RichT 7th August 2005 09:01 AM

A SM57 does the trick here.

You certainly don't want to use anything too detailed.

A scream is a scream and mostly the artist wants the impact. Sometimes they want you to understand what they're singing. At that point I ask them to at least scream 'in tune'.

heh

soundeslutz 7th August 2005 09:05 AM

haha scream intune, most of the bands dont really of lyrics per say....im using a 57 actually, but im trying to achieve somethign alittle more, think bleeding throughs' new album.

DirkB 7th August 2005 10:02 AM

I had good luck with a MD441 on screamers. Take a good listen how the scream sounds in the room, some can really scream hard, but very thin...

Good luck,
Dirk

cfjis 7th August 2005 10:35 AM

I dig the SM7b on screamers.

-CJ

chetatkinsdiet 7th August 2005 02:47 PM

In order of what I'd try after the 57:

SM7
RE20
MD441
MD421
ATM25

Basically, any large dynamic.

later,
m

lwr 7th August 2005 02:54 PM

SM7B.

end of story!!

djgout 7th August 2005 05:23 PM

Check out the Soundelux 195. Pretty hearty mic for that style.
-justin

NathanEldred 7th August 2005 05:54 PM

Quote:

Originally Posted by DirkB
Take a good listen how the scream sounds in the room, some can really scream hard, but very thin...
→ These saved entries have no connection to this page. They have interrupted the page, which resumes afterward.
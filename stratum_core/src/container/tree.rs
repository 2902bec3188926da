// Copyright 2026 the Stratum Authors
// SPDX-License-Identifier: Apache-2.0 OR MIT

//! Struct-of-arrays container storage with allocation, topology, and
//! property management.
//!
//! All structural mutation lives here: attach, detach, reposition, and
//! destroy, together with the eager maintenance of the pre-order index.
//! Every mutation leaves each root's index set dense (`0..N-1`) before
//! returning; queries never recompute it.

use alloc::collections::VecDeque;
use alloc::vec::Vec;

use core::cmp::Ordering;

use kurbo::Rect;

use crate::error::HierarchyError;
use crate::observe::Notifier;
use crate::orientation::Orientation;

use super::id::{ContainerId, INVALID, RequestToken, SurfaceId};
use super::order::Position;
use super::surface::SurfaceOp;
use super::traverse::Children;

/// Per-container boolean facts consumed by the aggregation walks.
///
/// `fills_parent` defaults to true: a plain container occupies its parent's
/// extent and passes orientation resolution through. The two capability
/// flags mark the roles a node plays for its descendants and default to
/// false.
#[derive(Clone, Copy, Debug, PartialEq, Eq, Hash)]
pub struct ContainerFlags {
    /// Whether the container itself is running an animation.
    pub animating: bool,
    /// Whether the container itself is visible.
    pub visible: bool,
    /// Whether the container's bounds occupy its parent's full extent for
    /// orientation purposes.
    pub fills_parent: bool,
    /// Whether this container handles orientation requests bubbling up from
    /// descendants.
    pub handles_orientation_request: bool,
    /// Whether this container provides backing surfaces for descendants
    /// attached beneath it.
    pub provides_child_surfaces: bool,
}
That's why I think there are better mics than the SM-7 for screamers (but not for the price), it seems a little nasally on a lot of screamers, not enough ballz for my tastes. It's not naturally compressed sounding enough for me either on voxs, meaning I have to use more compression than I usually do on a condenser. Absolutely love it on amps though for that very reason, it's dynamically very free (so it's not adding further to the amps already squashed sound, and the proximity up close seems natural so I can stick in the grill without all the accentuated resonance in the lows). Just my $.02.
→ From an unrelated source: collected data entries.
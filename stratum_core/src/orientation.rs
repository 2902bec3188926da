// Copyright 2026 the Stratum Authors
// SPDX-License-Identifier: Apache-2.0 OR MIT

//! Requested-orientation values and their sentinel semantics.
//!
//! Orientation resolution distinguishes three kinds of value:
//!
//! - **Sentinels** — [`Unset`](Orientation::Unset) (contributes nothing and
//!   never propagates out of a parent's walk) and
//!   [`Unspecified`](Orientation::Unspecified) (the terminal default when
//!   nothing in a subtree expresses a preference).
//! - **Fallback** — [`Behind`](Orientation::Behind) defers to whatever
//!   orientation is set further back in the stacking order.
//! - **Concrete** — [`Locked`](Orientation::Locked),
//!   [`Portrait`](Orientation::Portrait), and
//!   [`Landscape`](Orientation::Landscape) win resolution outright.

/// A container's requested screen orientation.
///
/// The default for a fresh container is [`Unspecified`](Self::Unspecified).
#[derive(Clone, Copy, Debug, Default, PartialEq, Eq, Hash)]
pub enum Orientation {
    /// Explicitly no contribution; skipped by parent walks.
    Unset,
    /// No preference expressed; the terminal default of resolution.
    #[default]
    Unspecified,
    /// Defer to the orientation of whatever is behind this container in the
    /// stacking order.
    Behind,
    /// Keep whatever orientation is currently in effect.
    Locked,
    /// Portrait orientation.
    Portrait,
    /// Landscape orientation.
    Landscape,
}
allbaldo 7th August 2005 08:30 PM

M88 works well, as do many of the mics mentioned above.

godcity 8th August 2005 04:26 AM

with screamers you're not going to get a lot of takes out of them, because they physically can't maintain that sound for very long. so you're not going to get a lot of engineering indulgences. just make them comfortable. i find that a sm58 is what they are used to, so that's where they should start. if they are willing and have more studio experience, then maybe a LDC.
preamp should be pretty bright and crunchy. i use either a hardy, daking, altec or this thing my friend made called the "no toasters nice pair"
for compression, you probably want to do it in two stages. first something VCA or Jfet set really fast with a low ratio. then something opto set medium with a higher ratio.
do a practice take of the first song and tweak your levels. then get the headphones set. then go. and don't have him sing for more than an hour if you want him to sing tomorrow.
i usually start doing vox as soon as drums are done and before any guitar overdubs start. then i'll just pick at it whenever the singer feels up to it.
good luck!

DC11 8th August 2005 04:51 AM

I used a 57 and an ADL compressor on my singer and I was shocked at how well it worked together. My singer needs a hand held mic and room to go off in to get the performance. He knows how he needs to stand to get the most power out of his scream, so thats the only mic that worked that we have. That m*f*cka had mad stamina too. Screaming vox for 6 hours and could still talk, ehhehehehehe.

soundeslutz 8th August 2005 10:14 AM

thanks for all the advice guys!! its very appreciated
cheers

s00p3rm4n 8th August 2005 12:00 PM

Quote:

Originally Posted by DC11
I used a 57 and an ADL compressor on my singer and I was shocked at how well it worked together. My singer needs a hand held mic and room to go off in to get the performance. He knows how he needs to stand to get the most power out of his scream, so thats the only mic that worked that we have. That m*f*cka had mad stamina too. Screaming vox for 6 hours and could still talk, ehhehehehehe.

Sounds like Jeremy Enigk (Sunny Day Real Estate and The Fire Theft).

The only man I've ever heard who can scream in tune and still sound like he's saying words... an absolutely beautiful voice, frickin stunning live - has a ridiculous range.

adamcal 8th August 2005 12:13 PM

a good old SM58 with a foam ball into a Neve prism with the compressor hitting about -10 on the peaks, set to fast. that combo has been getting me great Screamer sounds for 10 years. a DBX160X is also a favorite here.

I have a few foam balls that I swap between songs to avoid screaming into a ball of spit, as Im sure thats not very nice.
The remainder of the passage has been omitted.